### The input
***
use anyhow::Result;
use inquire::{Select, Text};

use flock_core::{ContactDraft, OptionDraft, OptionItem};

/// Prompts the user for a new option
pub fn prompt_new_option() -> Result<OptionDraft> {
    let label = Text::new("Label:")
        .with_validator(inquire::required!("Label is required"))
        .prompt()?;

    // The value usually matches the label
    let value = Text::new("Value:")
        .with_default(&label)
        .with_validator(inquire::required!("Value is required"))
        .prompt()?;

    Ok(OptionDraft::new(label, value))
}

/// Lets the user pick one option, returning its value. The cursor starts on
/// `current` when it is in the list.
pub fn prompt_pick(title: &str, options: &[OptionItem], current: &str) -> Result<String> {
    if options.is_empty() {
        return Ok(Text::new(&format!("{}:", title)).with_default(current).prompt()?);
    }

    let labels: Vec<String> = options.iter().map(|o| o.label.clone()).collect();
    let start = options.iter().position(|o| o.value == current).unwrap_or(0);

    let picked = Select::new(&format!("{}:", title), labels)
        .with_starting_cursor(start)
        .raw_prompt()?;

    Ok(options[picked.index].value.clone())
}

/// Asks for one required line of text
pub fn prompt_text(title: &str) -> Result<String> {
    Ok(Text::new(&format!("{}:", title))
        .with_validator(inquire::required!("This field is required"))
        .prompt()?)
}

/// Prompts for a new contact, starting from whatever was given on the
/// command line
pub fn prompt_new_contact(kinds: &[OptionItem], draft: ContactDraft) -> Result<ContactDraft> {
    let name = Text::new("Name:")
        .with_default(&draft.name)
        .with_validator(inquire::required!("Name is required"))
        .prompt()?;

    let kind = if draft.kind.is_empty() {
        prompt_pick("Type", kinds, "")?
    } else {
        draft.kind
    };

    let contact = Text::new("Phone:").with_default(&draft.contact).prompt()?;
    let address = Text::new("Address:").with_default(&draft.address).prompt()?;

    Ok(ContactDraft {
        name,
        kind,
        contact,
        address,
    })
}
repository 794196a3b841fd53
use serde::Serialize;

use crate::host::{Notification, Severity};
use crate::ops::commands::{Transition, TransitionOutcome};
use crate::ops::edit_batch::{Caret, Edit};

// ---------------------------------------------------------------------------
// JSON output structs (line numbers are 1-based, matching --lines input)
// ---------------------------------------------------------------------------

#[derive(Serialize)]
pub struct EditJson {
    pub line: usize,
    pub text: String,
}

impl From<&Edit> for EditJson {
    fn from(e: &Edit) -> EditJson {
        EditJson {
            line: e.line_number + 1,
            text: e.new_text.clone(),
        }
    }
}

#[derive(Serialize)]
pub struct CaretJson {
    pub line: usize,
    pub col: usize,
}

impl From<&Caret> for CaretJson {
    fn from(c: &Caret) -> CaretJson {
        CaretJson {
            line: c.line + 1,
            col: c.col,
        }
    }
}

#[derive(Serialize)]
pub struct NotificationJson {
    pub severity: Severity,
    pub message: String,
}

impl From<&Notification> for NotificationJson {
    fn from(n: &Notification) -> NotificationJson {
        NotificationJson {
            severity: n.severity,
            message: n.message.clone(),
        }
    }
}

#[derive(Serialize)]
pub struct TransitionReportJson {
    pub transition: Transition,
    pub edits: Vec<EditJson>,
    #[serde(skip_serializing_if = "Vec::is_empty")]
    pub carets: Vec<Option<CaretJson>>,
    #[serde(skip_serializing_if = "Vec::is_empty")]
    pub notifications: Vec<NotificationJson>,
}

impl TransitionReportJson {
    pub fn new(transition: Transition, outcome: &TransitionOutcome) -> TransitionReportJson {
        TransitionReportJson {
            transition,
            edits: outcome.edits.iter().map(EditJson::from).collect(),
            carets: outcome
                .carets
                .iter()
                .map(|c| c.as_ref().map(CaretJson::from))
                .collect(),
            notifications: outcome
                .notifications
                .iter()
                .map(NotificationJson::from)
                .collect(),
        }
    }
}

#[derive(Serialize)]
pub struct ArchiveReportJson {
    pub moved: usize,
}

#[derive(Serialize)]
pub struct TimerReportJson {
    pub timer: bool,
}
***
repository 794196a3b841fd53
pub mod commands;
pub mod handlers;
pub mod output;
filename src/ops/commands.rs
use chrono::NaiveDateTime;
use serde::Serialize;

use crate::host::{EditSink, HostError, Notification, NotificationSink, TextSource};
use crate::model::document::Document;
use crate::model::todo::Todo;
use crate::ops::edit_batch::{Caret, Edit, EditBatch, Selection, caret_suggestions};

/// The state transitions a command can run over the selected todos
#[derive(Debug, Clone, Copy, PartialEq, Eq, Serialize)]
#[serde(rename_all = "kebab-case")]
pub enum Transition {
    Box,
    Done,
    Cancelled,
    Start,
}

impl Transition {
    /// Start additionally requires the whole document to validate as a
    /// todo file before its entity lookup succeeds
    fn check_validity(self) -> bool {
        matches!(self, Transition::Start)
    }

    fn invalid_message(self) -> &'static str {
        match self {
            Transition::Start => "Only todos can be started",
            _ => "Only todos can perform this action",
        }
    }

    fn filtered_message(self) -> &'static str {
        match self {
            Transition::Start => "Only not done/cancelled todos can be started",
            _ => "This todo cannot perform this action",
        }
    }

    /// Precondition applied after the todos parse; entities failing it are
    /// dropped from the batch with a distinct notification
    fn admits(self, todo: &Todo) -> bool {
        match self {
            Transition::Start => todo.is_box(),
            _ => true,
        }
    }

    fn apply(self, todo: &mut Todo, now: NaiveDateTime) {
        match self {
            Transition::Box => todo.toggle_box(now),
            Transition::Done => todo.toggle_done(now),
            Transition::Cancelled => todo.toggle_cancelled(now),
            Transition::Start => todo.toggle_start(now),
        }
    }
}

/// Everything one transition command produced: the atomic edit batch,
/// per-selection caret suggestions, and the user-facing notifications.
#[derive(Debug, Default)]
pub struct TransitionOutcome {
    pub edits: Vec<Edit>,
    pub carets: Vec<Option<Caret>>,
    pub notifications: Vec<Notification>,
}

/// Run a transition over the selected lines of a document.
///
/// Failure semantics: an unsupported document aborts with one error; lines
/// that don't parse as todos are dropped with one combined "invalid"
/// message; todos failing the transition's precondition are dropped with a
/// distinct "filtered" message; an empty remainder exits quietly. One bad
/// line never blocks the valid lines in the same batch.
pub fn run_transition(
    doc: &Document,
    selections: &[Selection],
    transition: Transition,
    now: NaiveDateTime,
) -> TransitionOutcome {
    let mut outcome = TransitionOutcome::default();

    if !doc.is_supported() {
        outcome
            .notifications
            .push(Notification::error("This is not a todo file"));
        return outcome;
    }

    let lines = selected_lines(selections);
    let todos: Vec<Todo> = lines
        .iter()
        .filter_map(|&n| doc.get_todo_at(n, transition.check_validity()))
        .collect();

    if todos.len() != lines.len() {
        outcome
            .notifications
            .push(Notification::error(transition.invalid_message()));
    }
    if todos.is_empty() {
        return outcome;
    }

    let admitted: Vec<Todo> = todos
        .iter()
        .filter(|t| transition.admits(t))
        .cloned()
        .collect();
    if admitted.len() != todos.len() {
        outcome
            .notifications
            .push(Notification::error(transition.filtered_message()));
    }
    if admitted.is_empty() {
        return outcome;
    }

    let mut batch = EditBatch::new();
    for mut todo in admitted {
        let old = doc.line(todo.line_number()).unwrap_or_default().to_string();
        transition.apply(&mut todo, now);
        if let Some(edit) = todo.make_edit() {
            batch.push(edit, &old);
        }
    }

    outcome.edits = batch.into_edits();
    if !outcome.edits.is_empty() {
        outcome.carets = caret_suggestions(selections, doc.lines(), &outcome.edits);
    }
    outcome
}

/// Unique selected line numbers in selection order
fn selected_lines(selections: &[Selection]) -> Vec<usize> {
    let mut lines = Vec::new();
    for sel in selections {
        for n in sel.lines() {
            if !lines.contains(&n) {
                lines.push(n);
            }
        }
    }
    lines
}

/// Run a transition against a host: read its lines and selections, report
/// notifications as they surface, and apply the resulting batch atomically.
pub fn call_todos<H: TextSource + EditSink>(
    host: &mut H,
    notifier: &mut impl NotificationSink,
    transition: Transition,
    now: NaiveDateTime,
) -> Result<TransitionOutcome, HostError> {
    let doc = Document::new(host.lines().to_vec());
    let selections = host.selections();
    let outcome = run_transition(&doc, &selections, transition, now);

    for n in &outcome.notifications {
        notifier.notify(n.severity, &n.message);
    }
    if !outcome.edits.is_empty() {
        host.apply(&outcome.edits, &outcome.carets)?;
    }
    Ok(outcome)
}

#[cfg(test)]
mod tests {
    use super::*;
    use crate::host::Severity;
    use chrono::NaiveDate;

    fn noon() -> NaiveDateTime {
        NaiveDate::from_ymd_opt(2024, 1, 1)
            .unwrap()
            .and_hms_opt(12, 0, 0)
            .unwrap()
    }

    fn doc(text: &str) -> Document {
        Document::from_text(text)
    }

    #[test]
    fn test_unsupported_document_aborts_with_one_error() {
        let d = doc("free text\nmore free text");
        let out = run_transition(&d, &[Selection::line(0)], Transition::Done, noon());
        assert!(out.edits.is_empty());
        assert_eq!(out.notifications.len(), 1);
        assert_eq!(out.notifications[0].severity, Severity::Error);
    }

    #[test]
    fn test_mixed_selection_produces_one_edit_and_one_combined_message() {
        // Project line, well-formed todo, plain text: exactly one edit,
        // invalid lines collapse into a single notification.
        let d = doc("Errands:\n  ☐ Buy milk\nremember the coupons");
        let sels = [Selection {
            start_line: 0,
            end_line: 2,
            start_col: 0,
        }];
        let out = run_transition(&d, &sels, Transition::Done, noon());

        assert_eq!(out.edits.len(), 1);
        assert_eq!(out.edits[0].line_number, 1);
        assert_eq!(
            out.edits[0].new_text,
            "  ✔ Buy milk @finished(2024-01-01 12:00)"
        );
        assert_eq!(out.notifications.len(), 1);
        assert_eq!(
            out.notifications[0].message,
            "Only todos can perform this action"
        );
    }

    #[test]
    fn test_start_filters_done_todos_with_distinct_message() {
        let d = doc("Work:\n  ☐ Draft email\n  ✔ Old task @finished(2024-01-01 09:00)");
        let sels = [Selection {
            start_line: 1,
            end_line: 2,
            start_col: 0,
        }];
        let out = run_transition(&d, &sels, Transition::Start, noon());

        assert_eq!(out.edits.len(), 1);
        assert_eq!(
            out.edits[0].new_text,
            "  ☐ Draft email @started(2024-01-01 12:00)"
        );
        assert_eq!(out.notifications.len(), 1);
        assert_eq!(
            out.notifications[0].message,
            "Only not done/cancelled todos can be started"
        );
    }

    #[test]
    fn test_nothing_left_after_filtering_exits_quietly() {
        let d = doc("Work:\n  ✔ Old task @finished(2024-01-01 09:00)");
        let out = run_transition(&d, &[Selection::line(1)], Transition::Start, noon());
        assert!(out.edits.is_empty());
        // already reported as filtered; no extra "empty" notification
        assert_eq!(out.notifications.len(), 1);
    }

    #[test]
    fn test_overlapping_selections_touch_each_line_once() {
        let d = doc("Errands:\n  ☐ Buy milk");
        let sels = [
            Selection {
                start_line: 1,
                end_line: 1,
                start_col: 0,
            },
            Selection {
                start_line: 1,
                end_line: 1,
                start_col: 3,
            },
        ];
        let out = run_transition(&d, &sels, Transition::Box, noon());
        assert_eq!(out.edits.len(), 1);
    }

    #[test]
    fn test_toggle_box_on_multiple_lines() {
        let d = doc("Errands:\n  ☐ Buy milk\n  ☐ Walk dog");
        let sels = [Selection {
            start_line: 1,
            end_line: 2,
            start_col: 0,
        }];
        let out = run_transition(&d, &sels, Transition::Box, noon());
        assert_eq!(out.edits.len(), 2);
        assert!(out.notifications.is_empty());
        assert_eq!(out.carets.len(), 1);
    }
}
***
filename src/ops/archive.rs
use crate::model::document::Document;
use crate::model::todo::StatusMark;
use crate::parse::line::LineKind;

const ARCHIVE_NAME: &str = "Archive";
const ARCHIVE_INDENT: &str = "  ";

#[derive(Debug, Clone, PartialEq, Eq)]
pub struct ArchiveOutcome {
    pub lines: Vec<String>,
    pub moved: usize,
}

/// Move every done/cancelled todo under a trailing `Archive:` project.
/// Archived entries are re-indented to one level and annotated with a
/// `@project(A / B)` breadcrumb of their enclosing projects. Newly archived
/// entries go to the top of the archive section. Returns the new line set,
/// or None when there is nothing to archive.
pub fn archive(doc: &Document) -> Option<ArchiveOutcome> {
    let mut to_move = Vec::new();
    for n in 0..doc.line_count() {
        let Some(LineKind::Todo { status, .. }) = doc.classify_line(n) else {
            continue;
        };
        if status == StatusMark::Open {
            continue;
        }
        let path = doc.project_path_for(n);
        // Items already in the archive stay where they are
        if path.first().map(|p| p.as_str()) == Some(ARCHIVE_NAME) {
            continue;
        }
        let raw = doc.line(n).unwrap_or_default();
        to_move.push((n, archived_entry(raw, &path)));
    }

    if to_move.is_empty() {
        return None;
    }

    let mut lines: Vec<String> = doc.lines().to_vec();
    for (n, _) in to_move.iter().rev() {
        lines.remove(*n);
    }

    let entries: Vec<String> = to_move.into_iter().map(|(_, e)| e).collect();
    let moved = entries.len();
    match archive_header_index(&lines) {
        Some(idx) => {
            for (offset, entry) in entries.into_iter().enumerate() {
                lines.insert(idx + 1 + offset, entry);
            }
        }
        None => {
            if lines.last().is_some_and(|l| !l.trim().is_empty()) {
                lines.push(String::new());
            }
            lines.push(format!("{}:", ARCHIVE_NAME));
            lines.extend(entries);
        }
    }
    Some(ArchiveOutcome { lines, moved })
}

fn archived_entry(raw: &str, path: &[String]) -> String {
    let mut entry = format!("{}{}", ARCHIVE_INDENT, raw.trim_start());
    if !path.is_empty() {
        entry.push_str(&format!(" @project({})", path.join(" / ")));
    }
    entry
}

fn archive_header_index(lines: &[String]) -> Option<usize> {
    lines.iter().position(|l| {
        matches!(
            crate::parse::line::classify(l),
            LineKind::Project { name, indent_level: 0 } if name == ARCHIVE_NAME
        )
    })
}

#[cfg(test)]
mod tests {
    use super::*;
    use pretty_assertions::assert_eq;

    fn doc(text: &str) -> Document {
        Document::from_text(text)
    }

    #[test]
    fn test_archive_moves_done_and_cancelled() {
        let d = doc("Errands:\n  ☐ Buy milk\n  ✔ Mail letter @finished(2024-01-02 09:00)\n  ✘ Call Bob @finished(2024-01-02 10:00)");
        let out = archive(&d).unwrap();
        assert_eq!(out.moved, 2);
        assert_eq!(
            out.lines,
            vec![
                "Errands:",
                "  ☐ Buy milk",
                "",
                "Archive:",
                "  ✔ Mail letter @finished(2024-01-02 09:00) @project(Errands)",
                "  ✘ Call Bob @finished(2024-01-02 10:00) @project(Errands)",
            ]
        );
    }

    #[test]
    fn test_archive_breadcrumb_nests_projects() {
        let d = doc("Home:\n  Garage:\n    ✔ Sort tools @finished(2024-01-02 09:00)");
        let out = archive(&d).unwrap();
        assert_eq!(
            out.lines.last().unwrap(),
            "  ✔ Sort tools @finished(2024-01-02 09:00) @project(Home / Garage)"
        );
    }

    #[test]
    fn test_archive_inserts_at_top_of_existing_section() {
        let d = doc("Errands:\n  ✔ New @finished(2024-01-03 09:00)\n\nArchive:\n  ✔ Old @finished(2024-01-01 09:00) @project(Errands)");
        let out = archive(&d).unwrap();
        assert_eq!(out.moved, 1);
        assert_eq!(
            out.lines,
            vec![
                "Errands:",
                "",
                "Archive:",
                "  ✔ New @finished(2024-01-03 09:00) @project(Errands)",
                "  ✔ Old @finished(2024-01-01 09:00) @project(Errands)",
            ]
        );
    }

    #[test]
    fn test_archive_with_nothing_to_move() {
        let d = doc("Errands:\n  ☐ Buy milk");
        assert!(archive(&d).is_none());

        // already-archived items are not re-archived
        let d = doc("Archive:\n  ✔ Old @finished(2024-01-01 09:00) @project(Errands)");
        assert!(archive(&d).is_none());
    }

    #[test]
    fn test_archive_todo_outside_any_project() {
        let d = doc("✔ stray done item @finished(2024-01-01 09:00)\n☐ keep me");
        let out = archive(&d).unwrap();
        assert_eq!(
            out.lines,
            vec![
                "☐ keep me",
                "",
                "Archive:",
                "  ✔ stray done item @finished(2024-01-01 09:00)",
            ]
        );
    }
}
***
Starting at the line that has "validate as a" and ending at the line that has "quietly. One bad", please write out the lines above exactly, leaving out all others.

    /// Start additionally requires the whole document to validate as a
    /// todo file before its entity lookup succeeds
    fn check_validity(self) -> bool {
        matches!(self, Transition::Start)
    }

    fn invalid_message(self) -> &'static str {
        match self {
            Transition::Start => "Only todos can be started",
            _ => "Only todos can perform this action",
        }
    }

    fn filtered_message(self) -> &'static str {
        match self {
            Transition::Start => "Only not done/cancelled todos can be started",
            _ => "This todo cannot perform this action",
        }
    }

    /// Precondition applied after the todos parse; entities failing it are
    /// dropped from the batch with a distinct notification
    fn admits(self, todo: &Todo) -> bool {
        match self {
            Transition::Start => todo.is_box(),
            _ => true,
        }
    }

    fn apply(self, todo: &mut Todo, now: NaiveDateTime) {
        match self {
            Transition::Box => todo.toggle_box(now),
            Transition::Done => todo.toggle_done(now),
            Transition::Cancelled => todo.toggle_cancelled(now),
            Transition::Start => todo.toggle_start(now),
        }
    }
}

/// Everything one transition command produced: the atomic edit batch,
/// per-selection caret suggestions, and the user-facing notifications.
#[derive(Debug, Default)]
pub struct TransitionOutcome {
    pub edits: Vec<Edit>,
    pub carets: Vec<Option<Caret>>,
    pub notifications: Vec<Notification>,
}

/// Run a transition over the selected lines of a document.
///
/// Failure semantics: an unsupported document aborts with one error; lines
/// that don't parse as todos are dropped with one combined "invalid"
/// message; todos failing the transition's precondition are dropped with a
/// distinct "filtered" message; an empty remainder exits quietly. One bad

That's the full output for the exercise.